• Problem details: Scan the entries for lines with "SwitchStateUpdate" and say how many there are, with nothing more.

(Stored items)
* * *

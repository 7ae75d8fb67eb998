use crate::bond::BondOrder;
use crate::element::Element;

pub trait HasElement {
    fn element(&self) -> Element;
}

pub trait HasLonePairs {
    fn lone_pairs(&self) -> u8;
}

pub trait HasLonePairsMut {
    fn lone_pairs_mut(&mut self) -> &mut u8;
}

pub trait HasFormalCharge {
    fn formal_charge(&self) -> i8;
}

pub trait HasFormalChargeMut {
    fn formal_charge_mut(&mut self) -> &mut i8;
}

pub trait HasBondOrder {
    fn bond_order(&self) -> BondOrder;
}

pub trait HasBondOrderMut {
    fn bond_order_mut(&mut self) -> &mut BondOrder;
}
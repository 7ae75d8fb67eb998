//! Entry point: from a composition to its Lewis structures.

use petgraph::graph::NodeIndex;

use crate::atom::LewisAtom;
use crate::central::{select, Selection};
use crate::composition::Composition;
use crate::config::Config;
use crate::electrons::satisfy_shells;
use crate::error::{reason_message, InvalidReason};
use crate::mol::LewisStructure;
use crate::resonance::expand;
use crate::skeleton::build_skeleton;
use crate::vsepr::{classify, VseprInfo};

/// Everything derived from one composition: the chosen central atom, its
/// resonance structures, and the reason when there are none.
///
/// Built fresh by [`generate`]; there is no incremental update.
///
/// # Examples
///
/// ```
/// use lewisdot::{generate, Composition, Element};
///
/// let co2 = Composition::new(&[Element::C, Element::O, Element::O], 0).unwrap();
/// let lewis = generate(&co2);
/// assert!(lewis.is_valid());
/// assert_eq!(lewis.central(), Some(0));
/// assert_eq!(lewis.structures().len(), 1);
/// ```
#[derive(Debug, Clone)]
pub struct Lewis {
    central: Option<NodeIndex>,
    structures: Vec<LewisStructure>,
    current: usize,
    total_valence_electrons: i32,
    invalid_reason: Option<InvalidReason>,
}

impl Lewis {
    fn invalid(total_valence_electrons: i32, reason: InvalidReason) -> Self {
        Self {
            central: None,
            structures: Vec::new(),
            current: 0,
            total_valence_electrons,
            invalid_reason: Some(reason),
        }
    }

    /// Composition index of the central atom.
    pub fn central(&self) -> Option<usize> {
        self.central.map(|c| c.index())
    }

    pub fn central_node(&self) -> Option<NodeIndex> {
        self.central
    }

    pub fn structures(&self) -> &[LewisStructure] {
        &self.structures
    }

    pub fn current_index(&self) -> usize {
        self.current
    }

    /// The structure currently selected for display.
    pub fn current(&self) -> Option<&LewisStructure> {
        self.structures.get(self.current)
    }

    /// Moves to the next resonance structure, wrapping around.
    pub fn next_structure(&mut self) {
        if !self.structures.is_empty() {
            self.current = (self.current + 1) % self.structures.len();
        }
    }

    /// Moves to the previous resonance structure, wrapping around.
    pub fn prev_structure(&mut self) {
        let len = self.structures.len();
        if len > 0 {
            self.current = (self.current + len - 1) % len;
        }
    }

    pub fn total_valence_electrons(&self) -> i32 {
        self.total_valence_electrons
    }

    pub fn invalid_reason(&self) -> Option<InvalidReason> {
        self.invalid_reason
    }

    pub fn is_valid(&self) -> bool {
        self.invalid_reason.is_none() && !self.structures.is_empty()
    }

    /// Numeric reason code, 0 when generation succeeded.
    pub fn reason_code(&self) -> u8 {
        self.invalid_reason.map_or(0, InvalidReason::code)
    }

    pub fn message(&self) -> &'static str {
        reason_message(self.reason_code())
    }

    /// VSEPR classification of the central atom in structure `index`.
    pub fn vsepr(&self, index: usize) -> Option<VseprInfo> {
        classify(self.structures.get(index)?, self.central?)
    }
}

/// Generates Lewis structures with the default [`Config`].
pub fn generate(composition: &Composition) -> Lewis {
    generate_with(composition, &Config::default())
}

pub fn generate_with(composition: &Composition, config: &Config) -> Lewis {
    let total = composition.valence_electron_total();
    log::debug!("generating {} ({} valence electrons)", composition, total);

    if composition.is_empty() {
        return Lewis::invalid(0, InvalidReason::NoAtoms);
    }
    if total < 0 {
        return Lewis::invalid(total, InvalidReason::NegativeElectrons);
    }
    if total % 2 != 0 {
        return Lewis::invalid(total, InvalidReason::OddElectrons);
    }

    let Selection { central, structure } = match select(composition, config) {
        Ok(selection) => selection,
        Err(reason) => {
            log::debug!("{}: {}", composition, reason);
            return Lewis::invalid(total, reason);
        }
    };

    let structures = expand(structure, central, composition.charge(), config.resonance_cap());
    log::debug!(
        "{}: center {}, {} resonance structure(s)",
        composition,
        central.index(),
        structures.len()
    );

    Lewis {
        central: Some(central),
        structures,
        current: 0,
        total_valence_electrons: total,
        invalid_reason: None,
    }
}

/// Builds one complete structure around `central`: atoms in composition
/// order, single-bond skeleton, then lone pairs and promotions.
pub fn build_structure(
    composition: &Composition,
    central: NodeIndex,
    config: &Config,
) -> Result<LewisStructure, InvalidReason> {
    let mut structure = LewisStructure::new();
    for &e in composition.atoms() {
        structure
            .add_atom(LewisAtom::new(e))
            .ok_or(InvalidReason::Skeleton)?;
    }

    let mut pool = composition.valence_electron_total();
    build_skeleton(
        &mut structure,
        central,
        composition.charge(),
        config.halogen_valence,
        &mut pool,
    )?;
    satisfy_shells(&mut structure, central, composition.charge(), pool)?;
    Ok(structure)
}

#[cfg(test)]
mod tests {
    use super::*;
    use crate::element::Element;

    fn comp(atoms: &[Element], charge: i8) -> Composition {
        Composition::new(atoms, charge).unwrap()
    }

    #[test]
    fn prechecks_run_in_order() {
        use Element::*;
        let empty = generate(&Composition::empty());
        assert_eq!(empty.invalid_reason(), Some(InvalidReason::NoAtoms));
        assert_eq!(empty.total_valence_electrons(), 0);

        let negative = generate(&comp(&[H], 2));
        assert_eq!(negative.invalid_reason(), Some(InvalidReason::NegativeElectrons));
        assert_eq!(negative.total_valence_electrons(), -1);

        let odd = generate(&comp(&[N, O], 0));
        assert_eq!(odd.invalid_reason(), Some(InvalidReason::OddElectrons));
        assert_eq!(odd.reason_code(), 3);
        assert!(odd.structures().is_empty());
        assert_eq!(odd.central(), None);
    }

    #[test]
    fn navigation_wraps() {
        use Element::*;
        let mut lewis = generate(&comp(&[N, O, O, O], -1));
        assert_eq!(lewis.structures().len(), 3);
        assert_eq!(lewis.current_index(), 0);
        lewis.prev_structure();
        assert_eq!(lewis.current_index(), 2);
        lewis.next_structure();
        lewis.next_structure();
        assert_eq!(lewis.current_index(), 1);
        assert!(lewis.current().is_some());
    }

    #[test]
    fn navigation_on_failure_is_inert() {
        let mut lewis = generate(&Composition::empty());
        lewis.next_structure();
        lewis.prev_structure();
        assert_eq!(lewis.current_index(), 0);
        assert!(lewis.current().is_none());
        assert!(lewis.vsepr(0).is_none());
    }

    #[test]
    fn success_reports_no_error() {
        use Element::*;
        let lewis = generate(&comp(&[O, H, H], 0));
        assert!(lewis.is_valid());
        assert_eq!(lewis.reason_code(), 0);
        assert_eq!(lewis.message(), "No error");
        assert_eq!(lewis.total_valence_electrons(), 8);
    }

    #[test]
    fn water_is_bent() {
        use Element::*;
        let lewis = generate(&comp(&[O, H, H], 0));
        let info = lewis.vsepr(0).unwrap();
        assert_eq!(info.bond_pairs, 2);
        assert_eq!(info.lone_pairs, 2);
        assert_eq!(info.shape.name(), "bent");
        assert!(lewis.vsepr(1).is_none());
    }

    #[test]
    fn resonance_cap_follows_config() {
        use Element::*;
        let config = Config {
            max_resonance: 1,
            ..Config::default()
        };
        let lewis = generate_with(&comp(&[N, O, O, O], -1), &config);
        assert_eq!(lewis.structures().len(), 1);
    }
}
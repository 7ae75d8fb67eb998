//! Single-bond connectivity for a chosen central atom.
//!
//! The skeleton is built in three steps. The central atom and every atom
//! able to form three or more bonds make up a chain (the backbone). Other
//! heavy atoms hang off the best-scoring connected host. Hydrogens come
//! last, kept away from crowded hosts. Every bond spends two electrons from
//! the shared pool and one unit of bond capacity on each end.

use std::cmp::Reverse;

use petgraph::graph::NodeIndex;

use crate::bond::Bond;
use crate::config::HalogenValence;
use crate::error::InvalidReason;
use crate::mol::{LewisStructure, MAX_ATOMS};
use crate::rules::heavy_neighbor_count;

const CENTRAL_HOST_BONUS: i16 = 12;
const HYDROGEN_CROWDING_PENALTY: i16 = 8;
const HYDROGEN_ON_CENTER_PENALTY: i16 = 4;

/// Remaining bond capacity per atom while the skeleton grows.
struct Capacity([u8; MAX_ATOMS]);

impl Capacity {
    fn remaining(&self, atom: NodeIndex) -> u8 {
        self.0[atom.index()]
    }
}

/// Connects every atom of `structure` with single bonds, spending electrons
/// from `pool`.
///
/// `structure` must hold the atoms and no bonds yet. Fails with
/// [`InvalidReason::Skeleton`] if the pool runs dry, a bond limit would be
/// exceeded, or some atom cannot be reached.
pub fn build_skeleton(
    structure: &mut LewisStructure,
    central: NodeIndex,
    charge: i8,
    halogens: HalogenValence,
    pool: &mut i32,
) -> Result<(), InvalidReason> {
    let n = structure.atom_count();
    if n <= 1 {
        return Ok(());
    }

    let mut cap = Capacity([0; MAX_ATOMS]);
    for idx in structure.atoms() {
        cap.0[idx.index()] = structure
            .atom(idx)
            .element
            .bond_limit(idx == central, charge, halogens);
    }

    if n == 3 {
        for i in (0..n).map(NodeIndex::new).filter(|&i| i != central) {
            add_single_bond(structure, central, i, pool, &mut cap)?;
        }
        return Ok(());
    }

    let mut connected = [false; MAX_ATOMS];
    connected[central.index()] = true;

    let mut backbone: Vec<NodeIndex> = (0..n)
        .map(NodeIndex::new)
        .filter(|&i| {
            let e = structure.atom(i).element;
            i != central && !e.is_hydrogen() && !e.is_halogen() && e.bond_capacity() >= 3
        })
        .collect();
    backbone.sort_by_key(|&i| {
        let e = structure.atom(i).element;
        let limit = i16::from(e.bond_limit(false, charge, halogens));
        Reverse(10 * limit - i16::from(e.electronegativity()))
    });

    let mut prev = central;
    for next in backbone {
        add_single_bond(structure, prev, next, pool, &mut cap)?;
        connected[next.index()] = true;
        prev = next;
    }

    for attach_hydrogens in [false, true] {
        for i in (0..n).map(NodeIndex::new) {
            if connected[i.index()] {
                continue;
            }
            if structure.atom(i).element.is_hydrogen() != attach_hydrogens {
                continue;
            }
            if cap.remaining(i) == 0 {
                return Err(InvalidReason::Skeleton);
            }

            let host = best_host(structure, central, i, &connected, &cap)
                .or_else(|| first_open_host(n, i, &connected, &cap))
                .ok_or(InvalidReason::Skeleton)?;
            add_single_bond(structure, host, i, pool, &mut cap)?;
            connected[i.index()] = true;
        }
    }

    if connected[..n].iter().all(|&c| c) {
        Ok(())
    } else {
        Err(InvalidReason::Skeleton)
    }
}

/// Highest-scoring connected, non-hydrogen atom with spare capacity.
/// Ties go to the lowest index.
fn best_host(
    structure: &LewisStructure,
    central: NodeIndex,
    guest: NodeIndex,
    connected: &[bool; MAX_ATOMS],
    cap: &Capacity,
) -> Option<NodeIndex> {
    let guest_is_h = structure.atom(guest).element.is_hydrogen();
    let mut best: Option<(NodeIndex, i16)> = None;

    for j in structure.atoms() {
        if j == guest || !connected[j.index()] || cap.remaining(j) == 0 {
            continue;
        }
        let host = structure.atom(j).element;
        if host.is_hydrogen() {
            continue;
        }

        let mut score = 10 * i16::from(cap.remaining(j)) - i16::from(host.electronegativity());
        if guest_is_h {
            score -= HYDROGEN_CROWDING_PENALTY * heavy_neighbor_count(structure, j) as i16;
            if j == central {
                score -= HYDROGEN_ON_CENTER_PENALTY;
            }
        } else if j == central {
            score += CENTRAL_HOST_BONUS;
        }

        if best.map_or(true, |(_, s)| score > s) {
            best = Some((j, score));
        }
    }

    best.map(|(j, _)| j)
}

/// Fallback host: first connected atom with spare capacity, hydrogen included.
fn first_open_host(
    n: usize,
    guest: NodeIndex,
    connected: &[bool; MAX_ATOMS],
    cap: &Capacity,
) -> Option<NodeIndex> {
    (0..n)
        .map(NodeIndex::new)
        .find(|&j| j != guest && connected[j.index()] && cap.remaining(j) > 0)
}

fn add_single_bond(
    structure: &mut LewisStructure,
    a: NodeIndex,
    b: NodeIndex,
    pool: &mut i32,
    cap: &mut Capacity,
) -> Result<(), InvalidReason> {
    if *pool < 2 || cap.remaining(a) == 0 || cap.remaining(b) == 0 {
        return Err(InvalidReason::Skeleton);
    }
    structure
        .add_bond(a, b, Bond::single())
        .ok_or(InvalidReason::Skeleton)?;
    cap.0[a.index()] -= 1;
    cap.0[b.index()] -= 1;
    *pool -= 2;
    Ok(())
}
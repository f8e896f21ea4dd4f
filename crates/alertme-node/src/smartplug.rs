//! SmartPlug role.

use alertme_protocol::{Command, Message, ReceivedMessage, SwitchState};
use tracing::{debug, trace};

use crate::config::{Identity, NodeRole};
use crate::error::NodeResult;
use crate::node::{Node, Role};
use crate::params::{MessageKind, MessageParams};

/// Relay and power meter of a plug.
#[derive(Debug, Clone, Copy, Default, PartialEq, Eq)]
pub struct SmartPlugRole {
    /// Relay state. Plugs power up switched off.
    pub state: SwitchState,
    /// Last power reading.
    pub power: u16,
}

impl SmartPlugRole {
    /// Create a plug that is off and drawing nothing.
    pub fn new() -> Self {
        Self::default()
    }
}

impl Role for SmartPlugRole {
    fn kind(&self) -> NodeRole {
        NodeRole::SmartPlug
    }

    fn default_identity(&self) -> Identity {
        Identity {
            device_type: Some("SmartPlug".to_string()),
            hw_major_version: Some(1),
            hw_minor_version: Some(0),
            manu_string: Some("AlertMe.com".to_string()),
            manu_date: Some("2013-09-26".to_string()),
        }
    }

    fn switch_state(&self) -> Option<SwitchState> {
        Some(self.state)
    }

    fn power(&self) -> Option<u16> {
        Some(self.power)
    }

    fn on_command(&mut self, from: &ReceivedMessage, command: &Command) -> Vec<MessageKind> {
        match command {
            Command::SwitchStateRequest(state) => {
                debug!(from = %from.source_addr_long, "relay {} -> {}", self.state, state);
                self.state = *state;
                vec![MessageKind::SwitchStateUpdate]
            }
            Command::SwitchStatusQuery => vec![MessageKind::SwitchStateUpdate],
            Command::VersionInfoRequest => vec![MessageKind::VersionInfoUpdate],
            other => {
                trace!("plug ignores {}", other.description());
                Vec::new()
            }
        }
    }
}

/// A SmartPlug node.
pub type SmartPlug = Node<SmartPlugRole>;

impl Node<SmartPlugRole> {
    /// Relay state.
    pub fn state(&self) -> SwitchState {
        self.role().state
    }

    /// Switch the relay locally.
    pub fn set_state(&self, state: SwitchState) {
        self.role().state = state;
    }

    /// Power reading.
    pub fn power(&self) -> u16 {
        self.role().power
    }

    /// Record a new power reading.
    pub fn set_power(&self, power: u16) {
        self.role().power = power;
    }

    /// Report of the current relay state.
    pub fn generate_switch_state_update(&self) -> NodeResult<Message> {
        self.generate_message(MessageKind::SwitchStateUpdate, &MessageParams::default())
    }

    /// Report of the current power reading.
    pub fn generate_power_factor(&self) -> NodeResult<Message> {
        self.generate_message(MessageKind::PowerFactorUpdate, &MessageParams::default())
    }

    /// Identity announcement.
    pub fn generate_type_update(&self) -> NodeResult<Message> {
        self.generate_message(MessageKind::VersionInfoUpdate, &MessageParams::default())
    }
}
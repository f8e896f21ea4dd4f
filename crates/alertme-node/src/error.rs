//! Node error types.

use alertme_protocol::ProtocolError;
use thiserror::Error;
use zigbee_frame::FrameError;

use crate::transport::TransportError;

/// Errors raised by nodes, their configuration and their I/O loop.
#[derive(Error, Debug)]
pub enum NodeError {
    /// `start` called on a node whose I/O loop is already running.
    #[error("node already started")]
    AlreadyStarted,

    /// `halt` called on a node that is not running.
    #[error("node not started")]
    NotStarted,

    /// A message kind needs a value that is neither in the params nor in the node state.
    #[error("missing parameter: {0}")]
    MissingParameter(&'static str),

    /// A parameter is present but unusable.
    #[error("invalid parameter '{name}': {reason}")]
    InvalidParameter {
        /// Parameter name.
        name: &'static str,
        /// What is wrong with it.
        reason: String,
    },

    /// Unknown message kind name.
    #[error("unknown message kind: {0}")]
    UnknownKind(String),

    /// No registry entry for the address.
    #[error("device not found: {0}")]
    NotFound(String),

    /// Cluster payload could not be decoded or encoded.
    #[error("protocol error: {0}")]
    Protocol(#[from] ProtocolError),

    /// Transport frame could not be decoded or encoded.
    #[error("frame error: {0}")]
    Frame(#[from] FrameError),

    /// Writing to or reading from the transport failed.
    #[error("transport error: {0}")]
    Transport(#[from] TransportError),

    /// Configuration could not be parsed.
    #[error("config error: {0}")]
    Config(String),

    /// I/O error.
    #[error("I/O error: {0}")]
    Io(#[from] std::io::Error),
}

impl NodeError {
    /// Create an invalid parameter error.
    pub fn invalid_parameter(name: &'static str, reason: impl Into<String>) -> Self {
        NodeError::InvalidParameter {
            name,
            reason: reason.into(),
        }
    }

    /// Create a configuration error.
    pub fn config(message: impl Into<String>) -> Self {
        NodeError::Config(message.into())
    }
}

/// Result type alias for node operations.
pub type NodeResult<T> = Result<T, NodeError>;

* * *

• Output for this task: 3